Low birth weight could be a risk factor for age-related vision loss: UAlberta medical research

Peer-Reviewed Publication

University of Alberta Faculty of Medicine & Dentistry

Medical researchers at the University of Alberta recently published their findings that rats with restricted growth in the womb, causing low birth weights when born, were most susceptible to developing age-related vision loss, compared to their normal weight counterparts.

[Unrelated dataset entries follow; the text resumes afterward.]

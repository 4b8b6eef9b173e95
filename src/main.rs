fn main() {
    if let Err(err) = sales_lens::run() {
        eprintln!("error: {err:#}");
        std::process::exit(1);
    }
}
use anyhow::Result;
use log::info;

use crate::{cli::PreviewArgs, table};

pub fn execute(args: &PreviewArgs) -> Result<()> {
    let (config, dataset) = crate::open_source(&args.source)?;
    let limit = args.rows.unwrap_or(config.preview_rows);
    let rows = dataset.all().cells(Some(limit));
    let aligns = table::infer_alignment(dataset.headers(), &rows);
    print!("{}", table::render_table(dataset.headers(), &rows, &aligns));
    info!(
        "Displayed {} of {} row(s) from {:?}",
        rows.len(),
        dataset.len(),
        args.source.input
    );
    Ok(())
}
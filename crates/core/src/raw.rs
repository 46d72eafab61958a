//! Low-level little-endian readers shared by the binary decoders.
//!
//! All simulation outputs are streams of little-endian 32-bit words with
//! no alignment padding, so a `BufReader` plus `from_le_bytes` covers
//! every format in the crate.

use std::io::Read;
use std::path::Path;

use crate::error::{PostError, Result};

/// Read one `i32` word.
pub(crate) fn read_i32(reader: &mut impl Read, path: &Path) -> Result<i32> {
    let mut buf = [0u8; 4];
    reader
        .read_exact(&mut buf)
        .map_err(|e| PostError::io(path, e))?;
    Ok(i32::from_le_bytes(buf))
}

/// Read `count` consecutive `i32` words.
pub(crate) fn read_i32_vec(reader: &mut impl Read, count: usize, path: &Path) -> Result<Vec<i32>> {
    let mut bytes = vec![0u8; count * 4];
    reader
        .read_exact(&mut bytes)
        .map_err(|e| PostError::io(path, e))?;
    Ok(bytes
        .chunks_exact(4)
        .map(|c| i32::from_le_bytes([c[0], c[1], c[2], c[3]]))
        .collect())
}

/// Read `count` consecutive `f32` words.
pub(crate) fn read_f32_vec(reader: &mut impl Read, count: usize, path: &Path) -> Result<Vec<f32>> {
    let mut bytes = vec![0u8; count * 4];
    reader
        .read_exact(&mut bytes)
        .map_err(|e| PostError::io(path, e))?;
    Ok(bytes
        .chunks_exact(4)
        .map(|c| f32::from_le_bytes([c[0], c[1], c[2], c[3]]))
        .collect())
}

/// Skip `words` 32-bit words.
pub(crate) fn skip_words(reader: &mut impl Read, words: usize, path: &Path) -> Result<()> {
    let mut remaining = words as u64 * 4;
    let mut scratch = [0u8; 4096];
    while remaining > 0 {
        let take = remaining.min(scratch.len() as u64) as usize;
        reader
            .read_exact(&mut scratch[..take])
            .map_err(|e| PostError::io(path, e))?;
        remaining -= take as u64;
    }
    Ok(())
}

The research team members say additional work needs to be done to see if this same link exists in people, and if it does, doctors will need to better monitor vision concerns in adults who were born with a low birth weight.

"The consequence of our findings is that we are providing evidence for the need for clinicians to log birth weights of their patients when assessing health," says Yves Sauvé, the lead Faculty of Medicine & Dentistry researcher on the team.

"Most age-related eye diseases fall in the category of complex diseases, meaning that many factors can compound the severity of the risk, and birth weight could be one of those factors. Our finding points to the need to pursue more studies on the potential link between low birth weights at term and the risk of developing age-related vision losses."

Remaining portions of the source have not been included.